Stateline Story

WORTH NOTING: Let the Basketball Betting Begin!

  • March 21, 2008
  • By John Gramlich

Kentucky Gov. Steve Beshear (D) will be bringing home the bacon - lots of it - if the 12th-seeded Hilltoppers of Western Kentucky University upset No. 5 Drake of Des Moines, Iowa, in the first round of the NCAA men's basketball tournament on Friday (March 21). Beshear made a friendly wager on the game with Iowa Gov. Chet Culver (D), a Drake grad, and stands to win 40 pounds of "premium Berkshire pork raised on family farms in northwest Iowa ," according to a press release from Culver's office . If Drake is victorious, Culver will win a windbreaker from the Corvette assembly plant in Bowling Green , Ky.
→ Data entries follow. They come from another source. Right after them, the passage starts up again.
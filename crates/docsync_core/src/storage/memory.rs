//! In-memory storage implementation.
//!
//! Used by tests and by servers started without a database path.

use std::collections::HashMap;
use std::sync::{PoisonError, RwLock};

use super::{DocStorage, StorageResult};

/// In-memory document storage.
///
/// Thread-safe via `RwLock`, but data is lost when dropped.
#[derive(Debug, Default)]
pub struct MemoryStorage {
    /// Document snapshots (name -> binary state)
    docs: RwLock<HashMap<String, Vec<u8>>>,
}

impl MemoryStorage {
    /// Create a new empty in-memory storage.
    pub fn new() -> Self {
        Self::default()
    }
}

impl DocStorage for MemoryStorage {
    fn load_doc(&self, name: &str) -> StorageResult<Option<Vec<u8>>> {
        let docs = self.docs.read().unwrap_or_else(PoisonError::into_inner);
        Ok(docs.get(name).cloned())
    }

    fn save_doc(&self, name: &str, state: &[u8]) -> StorageResult<()> {
        let mut docs = self.docs.write().unwrap_or_else(PoisonError::into_inner);
        docs.insert(name.to_string(), state.to_vec());
        Ok(())
    }

    fn delete_doc(&self, name: &str) -> StorageResult<()> {
        let mut docs = self.docs.write().unwrap_or_else(PoisonError::into_inner);
        docs.remove(name);
        Ok(())
    }

    fn list_docs(&self) -> StorageResult<Vec<String>> {
        let docs = self.docs.read().unwrap_or_else(PoisonError::into_inner);
        let mut names: Vec<String> = docs.keys().cloned().collect();
        names.sort();
        Ok(names)
    }
}

#[cfg(test)]
mod tests {
    use super::*;

    #[test]
    fn test_save_and_load_doc() {
        let storage = MemoryStorage::new();
        let data = b"test document state";

        storage.save_doc("test", data).unwrap();
        let loaded = storage.load_doc("test").unwrap();

        assert_eq!(loaded, Some(data.to_vec()));
    }

    #[test]
    fn test_load_nonexistent_doc() {
        let storage = MemoryStorage::new();
        assert!(storage.load_doc("nonexistent").unwrap().is_none());
    }

    #[test]
    fn test_save_overwrites() {
        let storage = MemoryStorage::new();
        storage.save_doc("test", b"first").unwrap();
        storage.save_doc("test", b"second").unwrap();
        assert_eq!(storage.load_doc("test").unwrap(), Some(b"second".to_vec()));
    }

    #[test]
    fn test_delete_and_list_docs() {
        let storage = MemoryStorage::new();
        storage.save_doc("doc2", b"data2").unwrap();
        storage.save_doc("doc1", b"data1").unwrap();
        assert_eq!(storage.list_docs().unwrap(), vec!["doc1", "doc2"]);

        storage.delete_doc("doc1").unwrap();
        assert_eq!(storage.list_docs().unwrap(), vec!["doc2"]);
    }
}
Abortion will be on the ballot in Idaho this fall. Quite literally. A man seeking the seat of embattled U.S. Sen. Larry Craig (R) - who is stepping down after being arrested in a sex-sting operation at a Minnesota airport last June - has legally changed his name to "Pro-Life" and will appear that way on ballots, The Associated Press reports. The former "Marvin Pro-Life Richardson," who ran unsuccessfully for Idaho governor in 2006, since has dropped his first and last names and will try his luck using only his (legal) middle name. Pro-Life, 66, is running as an independent.

A Tennessee state senator can party 'til the cows home after winning a legislative cow-milking contest during the state's Ag Day festivities this week, The (Nashville) Tennessean notes. State Sen. Charlotte Burks, a Democrat, coaxed a liter and a half of fresh milk out of a volunteered bovine, easily upstaging Republican state Rep. Mike Harrison, who produced just half a liter. Tennessee 's agriculture commissioner then showed both lawmakers how it's done by filling a bucket with more than two liters.

Among issues recently litigated in Texas courts is whether the human ankle really exists. An appeals court last week ruled that the state board in charge of licensing podiatrists, or foot specialists, overstepped its authority (so to speak) when it broadened the definition of "foot" to include the ankle as well, The Austin American-Statesman relates. That rankled medical doctors, who challenged the new definition and said the podiatrists were trying to get a leg up on traditional doctors by treating more body parts themselves.

With states struggling financially as the national economy worsens, Arizona soon may turn to an unlikely source for some much-needed cash: taxpayers who simply want to pay the state a little more. A legislative proposal in the state House of Representatives would add a check-off box on state income-tax returns allowing Arizonans to pay extra if they so choose, the Arizona Daily Star reveals. Though one lawmaker called the bill "a joke," another assured constituents that any donations would be in good hands because the Legislature has many conservatives who "spend the money very wisely."